Additionally, it allows the user to change the number of partitions used by the
FlowFile Repo. This is done because experimentation shows that 16 partitions is
generally enough and results in much better performance than 256 - so the
default was also changed from 256 to 16.
A better but much more involved solution is to allow the Content Repository to
append to an existing Content Claim, as described in NIFI-744. This will result
in far fewer files to be deleted, and this will very much alleviate this
problem.
> If content repo is unable to destroy content as fast as it is generated, nifi
> performance becomes very sporadic
> ---------------------------------------------------------------------------------------------------------------
>
> Key: NIFI-731
> URL: https://issues.apache.org/jira/browse/NIFI-731
> Project: Apache NiFi
> Issue Type: Bug
> Components: Core Framework
> Reporter: Mark Payne
> Assignee: Mark Payne
> Fix For: 0.2.0
>
> Attachments:
> 0001-NIFI-731-Updated-admin-guide-to-explain-the-flowfile.patch
>
>
> When the FlowFile Repository marks claims as destructable, it puts the
> notification on a queue that the content repo pulls from. If the content repo
> cannot keep up, the queue will fill, resulting in backpressure, that prevents
> the FlowFile repository from being updated. This, in turn, causes Processors
> to block, waiting on space to become available. This is by design.

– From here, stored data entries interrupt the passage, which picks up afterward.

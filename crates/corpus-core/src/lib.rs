//! Configuration resolution engine for Corpus Manager
//!
//! This crate turns a settings tree of corpus documents, templates,
//! attribute definitions and modes into one immutable [`CorpusRegistry`]:
//!
//! - **Inheritance resolution**: corpus documents declare parent templates,
//!   templates may layer further; the resolver flattens every chain with
//!   field-specific merge rules and a cycle guard
//! - **Attribute dereferencing**: declared text attributes are expanded
//!   against the shared catalog into per-corpus and global views
//! - **Registry**: the read-only lookup surface a search platform consumes
//!
//! # Architecture
//!
//! `corpus-core` sits above the document store and below any serving layer:
//!
//! ```text
//!        HTTP / CLI consumers
//!                 |
//!           corpus-core
//!                 |
//!           corpus-store
//! ```
//!
//! # Example
//!
//! ```ignore
//! use corpus_core::CorpusRegistry;
//! use corpus_store::FsDocumentStore;
//!
//! let store = FsDocumentStore::new("/etc/corpus-manager/settings");
//! let registry = CorpusRegistry::build(&store)?;
//! assert!(registry.is_corpus("vivill"));
//! ```

pub mod attributes;
pub mod catalog;
pub mod config;
pub mod error;
pub mod modes;
pub mod plugins;
pub mod registry;

pub use attributes::TextAttributeMap;
pub use catalog::{AttributeCatalog, AttributeDef};
pub use config::{AnalyzeConfig, AttributeSpec, ConfigResolver, CorpusDocument, TextAttributeEntry};
pub use error::{Error, Result};
pub use plugins::{Plugin, PluginCache, PluginLoader};
pub use registry::{CorpusRegistry, SharedRegistry};
//! The document store contract.

use serde_json::Value;

use crate::{Category, Result};

/// Read access to raw configuration documents.
///
/// The resolution core depends only on this contract; whether documents come
/// from a settings directory, memory, a database, or a remote service is the
/// implementer's concern. Documents are fully decoded trees; the origin
/// serialization format never leaks through this interface.
pub trait DocumentStore: Send + Sync {
    /// Load the decoded document `id` from `category`.
    ///
    /// Fails with [`crate::Error::NotFound`] when the document does not
    /// exist and [`crate::Error::Parse`] when it cannot be decoded.
    fn load(&self, category: Category, id: &str) -> Result<Value>;

    /// All document ids available in `category`, in a stable order.
    ///
    /// The order must be reproducible across calls for an unchanged store;
    /// callers record it as the canonical iteration order for derived views.
    fn list_ids(&self, category: Category) -> Result<Vec<String>>;
}
//! Text-attribute dereferencing and aggregation.
//!
//! Resolved corpus documents still carry their text attributes as declared:
//! a mix of catalog references and inline descriptors. This pass expands the
//! references against the structural namespace, strips the special `title`
//! entry from the per-corpus view, and folds every corpus's view into one
//! global name → descriptor map.

use std::collections::{BTreeMap, HashMap};

use indexmap::IndexMap;

use crate::catalog::{AttributeCatalog, AttributeDef};
use crate::config::{AttributeSpec, CorpusDocument};
use crate::{Error, Result};

/// Resolved text attributes of one corpus, in encounter order.
pub type TextAttributeMap = IndexMap<String, AttributeDef>;

/// Expand the text-attribute declarations of one resolved corpus document.
///
/// Returns `None` when the document declares no `text_attributes` field;
/// such corpora are skipped by aggregation. A reference to an id the
/// catalog does not know is fatal: dangling references are authoring
/// errors and surface at build time, not at query time.
pub fn resolve_text_attributes(
    corpus_id: &str,
    document: &CorpusDocument,
    catalog: &AttributeCatalog,
) -> Result<Option<TextAttributeMap>> {
    let Some(entries) = document
        .analyze_config
        .as_ref()
        .and_then(|analyze| analyze.text_attributes.as_ref())
    else {
        return Ok(None);
    };

    let mut resolved = TextAttributeMap::new();
    for entry in entries {
        for (name, spec) in entry {
            let def = match spec {
                AttributeSpec::Reference(id) => catalog
                    .struct_attribute(id)
                    .cloned()
                    .ok_or_else(|| Error::DanglingAttribute {
                        corpus: corpus_id.to_string(),
                        name: name.clone(),
                        reference: id.clone(),
                    })?,
                AttributeSpec::Inline(tree) => AttributeDef::from_value(tree.clone())?,
            };
            resolved.insert(name.clone(), def);
        }
    }

    // Title is displayed separately by every consumer and must not show up
    // in the generic listing.
    resolved.shift_remove("title");
    Ok(Some(resolved))
}

/// Fold per-corpus views into the global name → descriptor map.
///
/// `order` is the corpus discovery order recorded at registry build; later
/// corpora overwrite earlier same-named entries, so the result is
/// reproducible for a fixed input set. The synthetic `yearR` entry is set
/// last and can never be shadowed.
pub fn build_global_aggregate(
    order: &[String],
    per_corpus: &HashMap<String, TextAttributeMap>,
) -> TextAttributeMap {
    let mut aggregate = TextAttributeMap::new();
    for corpus_id in order {
        if let Some(attributes) = per_corpus.get(corpus_id) {
            for (name, def) in attributes {
                aggregate.insert(name.clone(), def.clone());
            }
        }
    }
    aggregate.insert("yearR".to_string(), year_r());
    aggregate
}

/// The synthetic aggregate entry kept for backward compatibility with
/// consumers that group by year of publication.
fn year_r() -> AttributeDef {
    AttributeDef {
        name: Some("yearR".to_string()),
        translation: Some(BTreeMap::from([
            ("swe".to_string(), "År".to_string()),
            ("eng".to_string(), "Year".to_string()),
        ])),
        ..AttributeDef::default()
    }
}
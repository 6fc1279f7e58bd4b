//! Error types for corpus-core

/// Result type for corpus-core operations
pub type Result<T> = std::result::Result<T, Error>;

/// Errors that can occur in corpus-core operations
#[derive(Debug, thiserror::Error)]
pub enum Error {
    /// A parent chain revisits an id it is already resolving
    #[error("Cyclic inheritance: {}", .cycle.join(" -> "))]
    CyclicInheritance { cycle: Vec<String> },

    /// A parent template carries a nested key the merge rules do not cover
    #[error("Key analyze_config.{key} not allowed in parent configuration")]
    MergeSchema { key: String },

    /// A text-attribute entry references an id absent from the catalog
    #[error("Corpus {corpus}: text attribute {name} references unknown id {reference}")]
    DanglingAttribute {
        corpus: String,
        name: String,
        reference: String,
    },

    /// Lookup of an attribute name not present in its namespace
    #[error("Attribute {name} is not configured")]
    UnknownAttribute { name: String },

    /// A mode document identifies itself in neither supported form
    #[error("Invalid mode document: {id}")]
    InvalidMode { id: String },

    /// A plugin could not be produced by the loader
    #[error("Plugin {name} failed to load: {message}")]
    PluginLoad { name: String, message: String },

    // Transparent wrappers for underlying crate errors
    /// Store error from corpus-store
    #[error(transparent)]
    Store(#[from] corpus_store::Error),

    /// Document decoding error
    #[error(transparent)]
    Json(#[from] serde_json::Error),
}
//! Typed views over corpus configuration documents.
//!
//! Documents stay open trees: the distinguished fields are typed, everything
//! else rides in a flattened map and survives merging untouched. Absence and
//! emptiness are distinct for the distinguished fields: a child that
//! declares `parents: []` keeps that key against a parent that also has one,
//! while a child without the key inherits it.

use serde::{Deserialize, Serialize};
use serde_json::{Map, Value};

use indexmap::IndexMap;

use crate::{Error, Result};

/// One entry under `analyze_config.text_attributes`: local attribute names
/// mapped to either an id in the structural namespace or an inline
/// descriptor tree. In practice each entry holds a single pair.
pub type TextAttributeEntry = IndexMap<String, AttributeSpec>;

/// The two accepted shapes of a text-attribute value.
#[derive(Debug, Clone, PartialEq, Serialize, Deserialize)]
#[serde(untagged)]
pub enum AttributeSpec {
    /// A string id resolved against the attribute catalog.
    Reference(String),
    /// A descriptor given in place; passes through resolution unchanged.
    Inline(Value),
}

/// The specially-merged `analyze_config` subtree.
///
/// The three known sub-fields merge by concatenation (see
/// [`CorpusDocument::merge_parent`]); any other key is legal on a corpus but
/// rejected when it arrives from a parent template.
#[derive(Debug, Clone, Default, PartialEq, Serialize, Deserialize)]
pub struct AnalyzeConfig {
    #[serde(default, skip_serializing_if = "Option::is_none")]
    pub text_attributes: Option<Vec<TextAttributeEntry>>,

    #[serde(default, skip_serializing_if = "Option::is_none")]
    pub word_attributes: Option<Vec<Value>>,

    /// Struct name to its ordered sub-attribute entries.
    #[serde(default, skip_serializing_if = "Option::is_none")]
    pub struct_attributes: Option<IndexMap<String, Vec<Value>>>,

    #[serde(flatten)]
    pub rest: Map<String, Value>,
}

/// A corpus (or template) configuration document.
#[derive(Debug, Clone, Default, PartialEq, Serialize, Deserialize)]
pub struct CorpusDocument {
    /// Ordered parent template ids.
    #[serde(default, skip_serializing_if = "Option::is_none")]
    pub parents: Option<Vec<String>>,

    #[serde(default, skip_serializing_if = "Option::is_none")]
    pub analyze_config: Option<AnalyzeConfig>,

    #[serde(default, skip_serializing_if = "Option::is_none")]
    pub protected: Option<bool>,

    /// Every other top-level field, in document order.
    #[serde(flatten)]
    pub rest: Map<String, Value>,
}

impl CorpusDocument {
    /// Decode a document from its raw tree.
    pub fn parse(raw: Value) -> Result<Self> {
        Ok(serde_json::from_value(raw)?)
    }

    /// Declared parent template ids, empty when the field is absent.
    pub fn parents(&self) -> &[String] {
        self.parents.as_deref().unwrap_or_default()
    }

    /// The `protected` flag, defaulting to false.
    pub fn is_protected(&self) -> bool {
        self.protected.unwrap_or(false)
    }

    /// Re-encode the document as a raw tree.
    pub fn to_value(&self) -> Result<Value> {
        Ok(serde_json::to_value(self)?)
    }

    /// Merge a resolved parent template into this document.
    ///
    /// Top level: keys already present here win; parent-only keys are copied
    /// as-is. `analyze_config` always sub-merges instead:
    /// `text_attributes` and `word_attributes` become parent entries followed
    /// by child entries; per struct name, `struct_attributes` sequences get
    /// the parent's entries prepended. Any other `analyze_config` key on the
    /// parent fails with [`Error::MergeSchema`].
    ///
    /// Called once per declared parent, in declaration order.
    pub fn merge_parent(&mut self, parent: CorpusDocument) -> Result<()> {
        if self.parents.is_none() {
            self.parents = parent.parents;
        }
        if self.protected.is_none() {
            self.protected = parent.protected;
        }
        for (key, value) in parent.rest {
            if !self.rest.contains_key(&key) {
                self.rest.insert(key, value);
            }
        }

        if let Some(parent_analyze) = parent.analyze_config {
            let analyze = self.analyze_config.get_or_insert_with(AnalyzeConfig::default);
            merge_analyze(analyze, parent_analyze)?;
        }

        Ok(())
    }
}

fn merge_analyze(child: &mut AnalyzeConfig, parent: AnalyzeConfig) -> Result<()> {
    if let Some(key) = parent.rest.keys().next() {
        return Err(Error::MergeSchema { key: key.clone() });
    }

    if let Some(mut merged) = parent.text_attributes {
        merged.extend(child.text_attributes.take().unwrap_or_default());
        child.text_attributes = Some(merged);
    }
    if let Some(mut merged) = parent.word_attributes {
        merged.extend(child.word_attributes.take().unwrap_or_default());
        child.word_attributes = Some(merged);
    }
    if let Some(parent_structs) = parent.struct_attributes {
        let structs = child.struct_attributes.get_or_insert_with(IndexMap::new);
        for (name, mut entries) in parent_structs {
            if let Some(existing) = structs.get(&name) {
                entries.extend(existing.iter().cloned());
            }
            // Replacing an existing key keeps its original position.
            structs.insert(name, entries);
        }
    }

    Ok(())
}
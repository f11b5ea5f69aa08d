use std::collections::HashMap;
use std::sync::{Arc, Mutex, PoisonError, Weak};
use std::time::{Duration, Instant};

use serde::Serialize;
use tokio::sync::{Mutex as AsyncMutex, OwnedMutexGuard, Semaphore};
use tokio::task::JoinHandle;
use tracing::{debug, info, warn};

use crate::audio_processor::{AudioProcessor, SampleBuffer, SampleSource};
use crate::config::Config;
use crate::db::{FingerprintStore, NewTrack, StoreStats, Track, TrackId, with_deadline};
use crate::error::{Error, Result};
use crate::fingerprint::{Fingerprint, Fingerprinter};
use crate::matcher::{MatchCandidate, MatchOutcome, Matcher};

#[derive(Debug, Clone, PartialEq, Serialize)]
#[serde(tag = "status", rename_all = "snake_case")]
pub enum IngestOutcome {
    Ingested { track: Track, fingerprints: u64 },
    /// The same content was fingerprinted before; nothing was stored.
    AlreadyIngested { track: Track },
}

impl IngestOutcome {
    pub fn track(&self) -> &Track {
        match self {
            IngestOutcome::Ingested { track, .. } | IngestOutcome::AlreadyIngested { track } => {
                track
            }
        }
    }
}

/// Result of one job in [`Recognizer::ingest_all`].
#[derive(Debug)]
pub struct IngestReport {
    pub source: String,
    pub result: Result<IngestOutcome>,
}

#[derive(Debug, Clone, PartialEq, Serialize)]
pub struct Recognition {
    pub outcome: MatchOutcome,
    /// Catalog entry of the matched track.
    pub track: Option<Track>,
    pub candidates: Vec<MatchCandidate>,
    pub query_hashes: usize,
    pub distinct_hashes: usize,
    pub fingerprint_ms: u64,
    pub match_ms: u64,
}

/// Serializes ingests of the same content within this process.
#[derive(Debug, Default)]
struct ContentClaims {
    held: Mutex<HashMap<String, Weak<AsyncMutex<()>>>>,
}

impl ContentClaims {
    /// Waits until no other ingest holds `content_hash`, then holds it
    /// until the guard drops. Aborted tasks drop their guard too.
    async fn claim(&self, content_hash: &str) -> OwnedMutexGuard<()> {
        let lock = {
            let mut held = self.held.lock().unwrap_or_else(PoisonError::into_inner);
            held.retain(|_, lock| lock.strong_count() > 0);
            match held.get(content_hash).and_then(Weak::upgrade) {
                Some(lock) => lock,
                None => {
                    let lock = Arc::new(AsyncMutex::new(()));
                    held.insert(content_hash.to_string(), Arc::downgrade(&lock));
                    lock
                }
            }
        };
        lock.lock_owned().await
    }
}

/// Decode, fingerprint, then store or match.
///
/// Cheap to clone; clones share the store and the fingerprinting state.
pub struct Recognizer<S> {
    store: Arc<S>,
    config: Arc<Config>,
    fingerprinter: Arc<Fingerprinter>,
    matcher: Arc<Matcher>,
    claims: Arc<ContentClaims>,
}

impl<S> Clone for Recognizer<S> {
    fn clone(&self) -> Self {
        Self {
            store: self.store.clone(),
            config: self.config.clone(),
            fingerprinter: self.fingerprinter.clone(),
            matcher: self.matcher.clone(),
            claims: self.claims.clone(),
        }
    }
}

impl<S: FingerprintStore> Recognizer<S> {
    pub fn new(store: Arc<S>, config: Config) -> Result<Self> {
        config.validate()?;
        Ok(Self {
            fingerprinter: Arc::new(Fingerprinter::new(&config)),
            matcher: Arc::new(Matcher::new(&config.matching)),
            claims: Arc::default(),
            config: Arc::new(config),
            store,
        })
    }

    pub fn store(&self) -> &S {
        &self.store
    }

    pub fn config(&self) -> &Config {
        &self.config
    }

    /// Decoder producing buffers at the rate the fingerprinter expects.
    pub fn audio_processor(&self) -> AudioProcessor {
        AudioProcessor::new(
            self.config.spectrogram.sample_rate,
            self.config.ingest.low_pass_hz,
        )
    }

    fn timeout(&self) -> Duration {
        self.config.store_timeout()
    }

    /// Age past which an unfingerprinted track cannot belong to a running
    /// ingest: its `create_track` and `insert_many` each finish or fail
    /// within the store timeout.
    fn abandoned_after(&self) -> Duration {
        self.timeout() * 2
    }

    /// Fingerprints a reference and adds it to the catalog.
    ///
    /// Content that is already fingerprinted is skipped; concurrent ingests
    /// of the same content wait for each other and all but one skip. A
    /// track left unfingerprinted by an abandoned ingest is replaced, one
    /// that may still be in flight elsewhere fails the call with
    /// [`Error::IngestInProgress`]. If storing fails, the new track row is
    /// removed again and nothing of it is matchable.
    pub async fn ingest<Src>(&self, source: Src) -> Result<IngestOutcome>
    where
        Src: SampleSource + Send + Sync + 'static,
    {
        let started = Instant::now();
        let timeout = self.timeout();
        let source = Arc::new(source);
        let name = source.name();

        let hasher = source.clone();
        let content_hash = blocking("content hash", move || hasher.content_hash()).await?;

        let _claim = match content_hash.as_deref() {
            Some(hash) => Some(self.claims.claim(hash).await),
            None => None,
        };

        if let Some(hash) = content_hash.as_deref() {
            let existing = with_deadline(timeout, self.store.find_by_content_hash(hash, timeout))
                .await?;
            match existing {
                Some(track) if track.fingerprinted => {
                    info!(track_id = %track.id, %name, "already ingested, skipping");
                    return Ok(IngestOutcome::AlreadyIngested { track });
                }
                Some(pending) if pending.age() < self.abandoned_after() => {
                    warn!(track_id = %pending.id, %name, "same content is being ingested elsewhere");
                    return Err(Error::IngestInProgress(pending.id));
                }
                Some(stale) => {
                    warn!(track_id = %stale.id, %name, "removing track left by a failed ingest");
                    match with_deadline(timeout, self.store.remove_track(stale.id, timeout)).await {
                        Ok(_) | Err(Error::UnknownTrack(_)) => {}
                        Err(err) => return Err(err),
                    }
                }
                None => {}
            }
        }

        let fingerprinter = self.fingerprinter.clone();
        let limit = self.config.ingest.fingerprint_limit_secs;
        let decoder = source.clone();
        let (duration_ms, fingerprints) = blocking("fingerprinting", move || {
            let mut buffer = decoder.produce_sample_buffer()?;
            let duration_ms = buffer.duration_ms();
            if let Some(seconds) = limit {
                buffer.truncate_secs(seconds);
            }
            Ok((duration_ms, fingerprinter.fingerprint(&buffer)?))
        })
        .await
        .inspect_err(|err| warn!(%name, %err, "could not fingerprint reference"))?;

        let created = with_deadline(
            timeout,
            self.store.create_track(
                NewTrack {
                    name: name.clone(),
                    source_path: source.source_path(),
                    content_hash: content_hash.clone(),
                    duration_ms,
                },
                timeout,
            ),
        )
        .await;
        let track = match created {
            Ok(track) => track,
            Err(Error::DuplicateContent(id)) => return self.claimed_elsewhere(id, &name).await,
            Err(err) => return Err(err),
        };

        let stored =
            match with_deadline(timeout, self.store.insert_many(track.id, fingerprints, timeout))
                .await
            {
                Ok(stored) => stored,
                Err(err) => {
                    warn!(track_id = %track.id, %name, %err, "insert failed, removing track");
                    if let Err(cleanup) =
                        with_deadline(timeout, self.store.remove_track(track.id, timeout)).await
                    {
                        warn!(track_id = %track.id, %cleanup, "could not remove track");
                    }
                    return Err(err);
                }
            };

        info!(
            track_id = %track.id,
            %name,
            fingerprints = stored,
            elapsed_ms = started.elapsed().as_millis() as u64,
            "ingested track"
        );

        Ok(IngestOutcome::Ingested {
            track: Track {
                fingerprint_count: stored,
                fingerprinted: true,
                ..track
            },
            fingerprints: stored,
        })
    }

    /// Outcome when another process catalogued the same content first.
    async fn claimed_elsewhere(&self, id: TrackId, name: &str) -> Result<IngestOutcome> {
        let timeout = self.timeout();
        let found = with_deadline(timeout, self.store.tracks(&[id], timeout)).await?;
        match found.into_iter().next() {
            Some(track) if track.fingerprinted => {
                info!(track_id = %id, %name, "ingested elsewhere meanwhile, skipping");
                Ok(IngestOutcome::AlreadyIngested { track })
            }
            _ => Err(Error::IngestInProgress(id)),
        }
    }

    /// Runs [`Recognizer::ingest`] as its own task. Aborting the handle
    /// leaves other ingests untouched.
    pub fn spawn_ingest<Src>(&self, source: Src) -> JoinHandle<Result<IngestOutcome>>
    where
        Src: SampleSource + Send + Sync + 'static,
    {
        let recognizer = self.clone();
        tokio::spawn(async move { recognizer.ingest(source).await })
    }

    /// Ingests every source with at most `ingest.concurrency` running at
    /// once. Reports come back in input order.
    pub async fn ingest_all<Src>(&self, sources: Vec<Src>) -> Vec<IngestReport>
    where
        Src: SampleSource + Send + Sync + 'static,
    {
        let permits = Arc::new(Semaphore::new(self.config.ingest.concurrency.max(1)));

        let jobs: Vec<(String, JoinHandle<Result<IngestOutcome>>)> = sources
            .into_iter()
            .map(|source| {
                let name = source.name();
                let permits = permits.clone();
                let recognizer = self.clone();
                let handle = tokio::spawn(async move {
                    let _permit = permits
                        .acquire_owned()
                        .await
                        .map_err(|_| Error::Cancelled("ingest worker".to_string()))?;
                    recognizer.ingest(source).await
                });
                (name, handle)
            })
            .collect();

        let mut reports = Vec::with_capacity(jobs.len());
        for (source, handle) in jobs {
            let result = match handle.await {
                Ok(result) => result,
                Err(join) => {
                    warn!(%source, %join, "ingest worker did not finish");
                    Err(Error::Cancelled(format!("ingest of {source}")))
                }
            };
            reports.push(IngestReport { source, result });
        }
        reports
    }

    pub async fn recognize<Src>(&self, source: Src) -> Result<Recognition>
    where
        Src: SampleSource + Send + 'static,
    {
        let buffer = blocking("decoding", move || source.produce_sample_buffer()).await?;
        self.recognize_samples(buffer).await
    }

    /// Matches an already decoded clip.
    pub async fn recognize_samples(&self, buffer: SampleBuffer) -> Result<Recognition> {
        let timeout = self.timeout();

        let fingerprint_started = Instant::now();
        let fingerprinter = self.fingerprinter.clone();
        let query: Vec<Fingerprint> =
            blocking("fingerprinting", move || fingerprinter.fingerprint(&buffer)).await?;
        let fingerprint_ms = fingerprint_started.elapsed().as_millis() as u64;

        let match_started = Instant::now();
        let report = with_deadline(
            timeout,
            self.matcher.find_match(self.store.as_ref(), &query, timeout),
        )
        .await?;

        let track = match report.outcome.candidate() {
            Some(best) => with_deadline(timeout, self.store.tracks(&[best.track_id], timeout))
                .await?
                .into_iter()
                .next(),
            None => None,
        };
        let match_ms = match_started.elapsed().as_millis() as u64;

        debug!(
            query_hashes = report.query_hashes,
            fingerprint_ms,
            match_ms,
            matched = track.as_ref().map(|t| t.id.0),
            "recognized clip"
        );

        Ok(Recognition {
            outcome: report.outcome,
            track,
            candidates: report.candidates,
            query_hashes: report.query_hashes,
            distinct_hashes: report.distinct_hashes,
            fingerprint_ms,
            match_ms,
        })
    }

    pub async fn remove_track(&self, track_id: TrackId) -> Result<u64> {
        let timeout = self.timeout();
        let removed = with_deadline(timeout, self.store.remove_track(track_id, timeout)).await?;
        info!(%track_id, removed, "removed track");
        Ok(removed)
    }

    pub async fn list_tracks(&self) -> Result<Vec<Track>> {
        let timeout = self.timeout();
        with_deadline(timeout, self.store.list_tracks(timeout)).await
    }

    pub async fn stats(&self) -> Result<StoreStats> {
        let timeout = self.timeout();
        with_deadline(timeout, self.store.stats(timeout)).await
    }

    pub async fn purge_unfingerprinted(&self) -> Result<Vec<TrackId>> {
        let timeout = self.timeout();
        let purged = with_deadline(timeout, self.store.purge_unfingerprinted(timeout)).await?;
        if !purged.is_empty() {
            info!(count = purged.len(), "purged tracks without fingerprints");
        }
        Ok(purged)
    }
}

async fn blocking<T, F>(stage: &str, work: F) -> Result<T>
where
    T: Send + 'static,
    F: FnOnce() -> Result<T> + Send + 'static,
{
    tokio::task::spawn_blocking(work)
        .await
        .map_err(|_| Error::Cancelled(stage.to_string()))?
}
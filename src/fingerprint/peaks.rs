use std::collections::VecDeque;

use ordered_float::OrderedFloat;

use crate::config::PeakConfig;
use crate::fft::Spectrogram;

/// A strict local maximum of the spectrogram.
#[derive(Debug, Clone, Copy, PartialEq, Eq, Hash)]
pub struct Landmark {
    pub frame: usize,
    pub bin: usize,
    pub magnitude: OrderedFloat<f32>,
}

pub struct PeakExtractor {
    config: PeakConfig,
}

impl PeakExtractor {
    pub fn new(config: &PeakConfig) -> Self {
        Self {
            config: config.clone(),
        }
    }

    /// Landmarks ordered by frame, then bin.
    ///
    /// A cell qualifies when it beats every other cell within
    /// `time_radius` frames and `freq_radius` bins (equal magnitudes
    /// disqualify both) and clears the noise floor of its frame. The first
    /// and last `time_radius` frames are never landmarks; the frequency band
    /// is clipped at the spectrum edges.
    ///
    /// Ties are stricter than an earliest-wins rule: neither cell of an
    /// equal pair is kept, so no landmark is ever matched by a neighbour.
    /// Output order alone makes the result deterministic.
    pub fn extract(&self, spectrogram: &Spectrogram) -> Vec<Landmark> {
        let frames = spectrogram.frame_count();
        let bins = spectrogram.bin_count();
        let time_radius = self.config.time_radius;

        if bins == 0 || frames <= 2 * time_radius {
            return Vec::new();
        }

        let floors = self.noise_floors(spectrogram);

        // Max over the frequency band of every cell, row by row. The time
        // band is folded in per candidate below.
        let mut band_max = vec![0.0f32; frames * bins];
        for (frame, row) in spectrogram.frames().enumerate() {
            sliding_max(
                row,
                self.config.freq_radius,
                &mut band_max[frame * bins..(frame + 1) * bins],
            );
        }

        let mut landmarks = Vec::new();
        for frame in time_radius..frames - time_radius {
            let floor = floors[frame];
            for bin in 0..bins {
                let value = spectrogram.magnitude(frame, bin);
                if !(value > floor) {
                    continue;
                }

                let neighbourhood_max = (frame - time_radius..=frame + time_radius)
                    .map(|f| band_max[f * bins + bin])
                    .fold(f32::MIN, f32::max);
                if value < neighbourhood_max {
                    continue;
                }

                if self.dominates(spectrogram, frame, bin, value) {
                    landmarks.push(Landmark {
                        frame,
                        bin,
                        magnitude: OrderedFloat(value),
                    });
                }
            }
        }

        tracing::debug!(
            frames,
            landmarks = landmarks.len(),
            "extracted landmarks"
        );

        landmarks
    }

    /// Per-frame floor: the larger of the fixed floor and a multiple of the
    /// exponentially decaying mean frame magnitude.
    fn noise_floors(&self, spectrogram: &Spectrogram) -> Vec<f32> {
        let decay = self.config.floor_decay;
        let mut running: Option<f32> = None;

        spectrogram
            .frames()
            .map(|row| {
                let mean = row.iter().sum::<f32>() / row.len() as f32;
                let level = match running {
                    Some(previous) => decay * previous + (1.0 - decay) * mean,
                    None => mean,
                };
                running = Some(level);
                self.config.min_magnitude.max(self.config.adaptive_factor * level)
            })
            .collect()
    }

    fn dominates(&self, spectrogram: &Spectrogram, frame: usize, bin: usize, value: f32) -> bool {
        let bins = spectrogram.bin_count();
        let lo_bin = bin.saturating_sub(self.config.freq_radius);
        let hi_bin = (bin + self.config.freq_radius).min(bins - 1);

        for f in frame - self.config.time_radius..=frame + self.config.time_radius {
            for b in lo_bin..=hi_bin {
                if (f, b) != (frame, bin) && spectrogram.magnitude(f, b) >= value {
                    return false;
                }
            }
        }
        true
    }
}

/// `out[i]` = max of `values[i - radius..=i + radius]`, clipped at the edges.
fn sliding_max(values: &[f32], radius: usize, out: &mut [f32]) {
    let len = values.len();
    let mut window: VecDeque<usize> = VecDeque::with_capacity(2 * radius + 1);
    let mut next = 0;

    for i in 0..len {
        let hi = (i + radius).min(len - 1);
        while next <= hi {
            while window.back().is_some_and(|&back| values[back] <= values[next]) {
                window.pop_back();
            }
            window.push_back(next);
            next += 1;
        }

        let lo = i.saturating_sub(radius);
        while window.front().is_some_and(|&front| front < lo) {
            window.pop_front();
        }

        out[i] = window.front().map_or(values[i], |&front| values[front]);
    }
}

> However, the capacity of this queue is quite large, and the content repo
> drains the entire queue, then destroys all content claims that are on it. As
> a result, this act of destroying claims can be quite long, and Processors can
> block for quite a period of time, leading to very sporadic performance.
> Instead, the content repo should pull from the queue and destroy the claims
> one at a time or in small batches, instead of draining the entire queue each
> time. This should result in much less sporadic behavior.